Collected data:
//! Repeating interval timers polled from the frame loop.
//!
//! The dashboard has two periodic jobs (clock refresh and telemetry tick). Both
//! are driven by an [`IntervalTimer`] that the frame loop polls with the frame's
//! start instant, so every update lands between two frames and is never seen
//! half-applied.
//!
//! # Catch-up Policy
//!
//! A timer fires at most once per poll. If the loop stalls for several periods
//! (window dragged, debugger attached), the missed ticks are dropped and the
//! next deadline is rescheduled from the current instant instead of bursting.

use std::time::{Duration, Instant};

/// A fixed-period repeating timer.
#[derive(Clone, Debug)]
pub struct IntervalTimer {
    period: Duration,
    next_due: Instant,
    fired: u64,
}

impl IntervalTimer {
    /// Create a timer whose first tick is one period after `start`.
    pub fn new(period: Duration, start: Instant) -> Self {
        Self {
            period,
            next_due: start + period,
            fired: 0,
        }
    }

    /// Check whether the timer is due at `now`, advancing the deadline if so.
    pub fn poll(&mut self, now: Instant) -> bool {
        if now < self.next_due {
            return false;
        }

        self.next_due += self.period;
        if self.next_due <= now {
            // Fell behind by more than a period: drop missed ticks
            self.next_due = now + self.period;
        }
        self.fired += 1;
        true
    }

    /// Number of ticks fired so far.
    #[inline]
    pub const fn fired(&self) -> u64 {
        self.fired
    }
}

#[cfg(test)]
mod tests {
    use super::*;

    const SECOND: Duration = Duration::from_secs(1);

    #[test]
    fn test_not_due_before_period() {
        let start = Instant::now();
        let mut timer = IntervalTimer::new(SECOND, start);

        assert!(!timer.poll(start), "Timer should not fire at creation");
        assert!(!timer.poll(start + Duration::from_millis(999)));
        assert_eq!(timer.fired(), 0);
    }

    #[test]
    fn test_fires_once_per_period() {
        let start = Instant::now();
        let mut timer = IntervalTimer::new(SECOND, start);

        assert!(timer.poll(start + SECOND), "Timer should fire exactly at the deadline");
        assert!(!timer.poll(start + SECOND), "Same instant should not fire twice");
        assert!(!timer.poll(start + Duration::from_millis(1500)));
        assert!(timer.poll(start + Duration::from_millis(2010)));
        assert_eq!(timer.fired(), 2);
    }

    #[test]
    fn test_keeps_cadence_with_late_polls() {
        // Polling 20ms late each time should not drift the schedule
        let start = Instant::now();
        let mut timer = IntervalTimer::new(SECOND, start);

        assert!(timer.poll(start + Duration::from_millis(1020)));
        assert!(!timer.poll(start + Duration::from_millis(1999)));
        assert!(
            timer.poll(start + Duration::from_millis(2000)),
            "Next deadline should stay on the original grid"
        );
    }

    #[test]
    fn test_no_burst_after_stall() {
        let start = Instant::now();
        let mut timer = IntervalTimer::new(SECOND, start);

        // Loop stalls for 5 periods
        let late = start + Duration::from_millis(5500);
        assert!(timer.poll(late));
        assert!(!timer.poll(late), "Missed ticks should be dropped, not replayed");
        assert!(!timer.poll(late + Duration::from_millis(999)));
        assert!(timer.poll(late + SECOND), "Deadline should restart from the late poll");
        assert_eq!(timer.fired(), 2);
    }
}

◆ REQUIRED WORK: Search the entries for the word "dropped" and copy every line that has it.

◆ RESULT OF THIS TASK:
//! (window dragged, debugger attached), the missed ticks are dropped and the
        assert!(!timer.poll(late), "Missed ticks should be dropped, not replayed");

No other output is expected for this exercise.